- Exercise goal:
Report each line of the data that includes the word "None".

Data listing Block Start

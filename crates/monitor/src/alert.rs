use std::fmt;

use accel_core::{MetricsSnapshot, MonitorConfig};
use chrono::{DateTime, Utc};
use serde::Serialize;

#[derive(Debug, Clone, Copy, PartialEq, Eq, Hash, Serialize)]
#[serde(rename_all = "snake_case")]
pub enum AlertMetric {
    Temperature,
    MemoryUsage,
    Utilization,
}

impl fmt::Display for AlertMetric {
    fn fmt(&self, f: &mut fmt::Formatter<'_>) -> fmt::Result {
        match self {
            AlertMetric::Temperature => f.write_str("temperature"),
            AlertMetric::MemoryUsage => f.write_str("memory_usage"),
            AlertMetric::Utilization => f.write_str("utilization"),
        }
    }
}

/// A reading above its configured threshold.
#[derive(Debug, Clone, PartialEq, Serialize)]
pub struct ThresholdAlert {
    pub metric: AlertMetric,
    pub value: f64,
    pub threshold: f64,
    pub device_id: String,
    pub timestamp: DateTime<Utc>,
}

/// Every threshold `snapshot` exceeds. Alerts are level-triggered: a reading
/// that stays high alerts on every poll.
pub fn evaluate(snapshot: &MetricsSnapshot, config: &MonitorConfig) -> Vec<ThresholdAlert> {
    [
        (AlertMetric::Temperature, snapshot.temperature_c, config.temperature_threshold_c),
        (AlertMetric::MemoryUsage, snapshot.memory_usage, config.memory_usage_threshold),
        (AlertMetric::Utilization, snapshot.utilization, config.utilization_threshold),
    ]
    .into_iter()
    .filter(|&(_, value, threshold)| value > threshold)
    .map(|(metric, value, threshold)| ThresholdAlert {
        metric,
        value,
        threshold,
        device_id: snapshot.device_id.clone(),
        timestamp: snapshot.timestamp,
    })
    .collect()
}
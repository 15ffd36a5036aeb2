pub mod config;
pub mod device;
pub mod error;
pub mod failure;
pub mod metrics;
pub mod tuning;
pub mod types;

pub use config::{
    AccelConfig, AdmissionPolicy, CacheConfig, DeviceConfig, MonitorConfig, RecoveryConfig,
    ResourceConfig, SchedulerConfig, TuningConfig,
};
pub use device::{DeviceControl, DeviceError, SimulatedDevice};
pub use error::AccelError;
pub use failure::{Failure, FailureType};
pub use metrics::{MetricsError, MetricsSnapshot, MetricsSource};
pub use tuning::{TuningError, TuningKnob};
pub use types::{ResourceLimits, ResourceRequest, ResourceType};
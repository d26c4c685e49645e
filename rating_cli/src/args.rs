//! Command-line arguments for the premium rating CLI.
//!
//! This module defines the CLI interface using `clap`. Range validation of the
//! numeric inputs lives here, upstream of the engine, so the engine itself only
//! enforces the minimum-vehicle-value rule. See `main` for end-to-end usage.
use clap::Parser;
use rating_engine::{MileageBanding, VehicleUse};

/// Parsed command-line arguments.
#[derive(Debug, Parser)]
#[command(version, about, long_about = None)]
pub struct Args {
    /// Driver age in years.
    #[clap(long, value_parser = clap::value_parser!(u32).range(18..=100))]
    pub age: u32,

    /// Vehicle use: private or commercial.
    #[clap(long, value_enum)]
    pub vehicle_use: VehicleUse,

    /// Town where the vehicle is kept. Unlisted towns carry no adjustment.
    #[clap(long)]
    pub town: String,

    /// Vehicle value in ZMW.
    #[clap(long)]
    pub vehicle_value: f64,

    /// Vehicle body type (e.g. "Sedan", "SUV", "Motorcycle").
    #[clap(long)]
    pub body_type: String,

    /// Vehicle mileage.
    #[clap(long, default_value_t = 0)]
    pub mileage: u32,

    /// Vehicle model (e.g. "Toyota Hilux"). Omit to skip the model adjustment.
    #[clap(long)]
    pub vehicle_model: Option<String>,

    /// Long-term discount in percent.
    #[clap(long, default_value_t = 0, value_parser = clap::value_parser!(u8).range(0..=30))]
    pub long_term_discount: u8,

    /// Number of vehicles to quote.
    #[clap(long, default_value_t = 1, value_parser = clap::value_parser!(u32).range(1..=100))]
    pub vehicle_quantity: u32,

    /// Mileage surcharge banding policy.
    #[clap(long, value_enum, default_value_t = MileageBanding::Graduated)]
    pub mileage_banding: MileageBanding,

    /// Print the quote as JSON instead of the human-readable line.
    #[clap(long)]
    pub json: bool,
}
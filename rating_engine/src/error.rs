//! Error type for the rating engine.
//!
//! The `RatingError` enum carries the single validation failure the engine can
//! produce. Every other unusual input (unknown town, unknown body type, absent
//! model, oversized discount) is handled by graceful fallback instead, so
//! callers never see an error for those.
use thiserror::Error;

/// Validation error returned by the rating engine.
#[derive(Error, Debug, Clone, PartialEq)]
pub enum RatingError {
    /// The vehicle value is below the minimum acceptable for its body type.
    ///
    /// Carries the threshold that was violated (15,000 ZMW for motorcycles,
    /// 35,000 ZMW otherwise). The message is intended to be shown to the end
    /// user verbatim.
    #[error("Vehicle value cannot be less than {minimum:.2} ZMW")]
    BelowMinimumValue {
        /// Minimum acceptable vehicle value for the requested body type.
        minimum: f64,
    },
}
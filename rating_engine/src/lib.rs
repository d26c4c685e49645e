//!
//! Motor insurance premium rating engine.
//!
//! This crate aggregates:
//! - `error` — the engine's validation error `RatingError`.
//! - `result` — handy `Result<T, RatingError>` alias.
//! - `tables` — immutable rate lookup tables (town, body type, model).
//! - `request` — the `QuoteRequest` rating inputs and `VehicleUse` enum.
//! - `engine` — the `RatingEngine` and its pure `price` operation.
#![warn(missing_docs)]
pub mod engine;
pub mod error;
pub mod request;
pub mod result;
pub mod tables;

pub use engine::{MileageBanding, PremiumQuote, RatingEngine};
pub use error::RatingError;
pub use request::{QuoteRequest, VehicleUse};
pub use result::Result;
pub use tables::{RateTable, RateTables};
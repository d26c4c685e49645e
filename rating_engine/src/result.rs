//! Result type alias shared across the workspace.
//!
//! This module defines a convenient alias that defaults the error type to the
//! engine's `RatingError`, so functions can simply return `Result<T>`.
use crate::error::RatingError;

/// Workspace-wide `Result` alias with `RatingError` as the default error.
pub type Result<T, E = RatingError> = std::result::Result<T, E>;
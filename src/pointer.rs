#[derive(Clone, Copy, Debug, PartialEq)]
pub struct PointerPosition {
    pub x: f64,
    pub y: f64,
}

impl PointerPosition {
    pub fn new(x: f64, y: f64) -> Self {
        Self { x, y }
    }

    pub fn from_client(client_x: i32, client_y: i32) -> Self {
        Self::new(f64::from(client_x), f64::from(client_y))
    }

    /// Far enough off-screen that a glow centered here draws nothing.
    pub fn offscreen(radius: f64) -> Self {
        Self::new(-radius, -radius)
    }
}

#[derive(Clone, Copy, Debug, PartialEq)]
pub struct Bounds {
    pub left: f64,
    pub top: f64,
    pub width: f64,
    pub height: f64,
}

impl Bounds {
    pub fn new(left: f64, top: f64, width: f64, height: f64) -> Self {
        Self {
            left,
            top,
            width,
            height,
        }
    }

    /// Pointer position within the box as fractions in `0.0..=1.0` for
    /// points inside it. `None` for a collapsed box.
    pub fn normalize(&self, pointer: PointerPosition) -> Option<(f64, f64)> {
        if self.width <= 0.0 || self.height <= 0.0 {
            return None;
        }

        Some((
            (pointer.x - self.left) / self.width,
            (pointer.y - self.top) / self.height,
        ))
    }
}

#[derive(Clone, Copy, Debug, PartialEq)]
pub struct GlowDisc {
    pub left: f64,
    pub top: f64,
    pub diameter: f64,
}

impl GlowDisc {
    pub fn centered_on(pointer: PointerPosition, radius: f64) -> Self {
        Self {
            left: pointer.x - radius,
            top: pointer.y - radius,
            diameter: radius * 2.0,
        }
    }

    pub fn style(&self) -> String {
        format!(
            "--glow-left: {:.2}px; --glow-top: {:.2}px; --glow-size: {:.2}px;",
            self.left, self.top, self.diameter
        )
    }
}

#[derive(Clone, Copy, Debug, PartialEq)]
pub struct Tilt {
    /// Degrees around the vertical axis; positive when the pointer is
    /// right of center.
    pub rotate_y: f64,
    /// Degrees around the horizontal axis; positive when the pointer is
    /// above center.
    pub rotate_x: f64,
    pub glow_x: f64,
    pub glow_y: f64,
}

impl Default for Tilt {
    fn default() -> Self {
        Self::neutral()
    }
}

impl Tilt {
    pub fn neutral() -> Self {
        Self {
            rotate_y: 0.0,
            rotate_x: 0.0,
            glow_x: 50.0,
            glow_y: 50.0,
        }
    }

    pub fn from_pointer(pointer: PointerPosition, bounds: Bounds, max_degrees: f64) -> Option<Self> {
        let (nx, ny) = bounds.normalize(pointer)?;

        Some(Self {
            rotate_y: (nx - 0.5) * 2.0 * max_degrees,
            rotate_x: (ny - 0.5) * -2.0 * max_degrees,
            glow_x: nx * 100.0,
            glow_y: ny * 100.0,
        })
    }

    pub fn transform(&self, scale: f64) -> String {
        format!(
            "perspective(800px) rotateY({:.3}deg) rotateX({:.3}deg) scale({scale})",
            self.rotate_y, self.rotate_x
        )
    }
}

Data listing Block End

- Solution for this problem:
#[command(version, about, long_about = None)]
    /// points inside it. `None` for a collapsed box.
            return None;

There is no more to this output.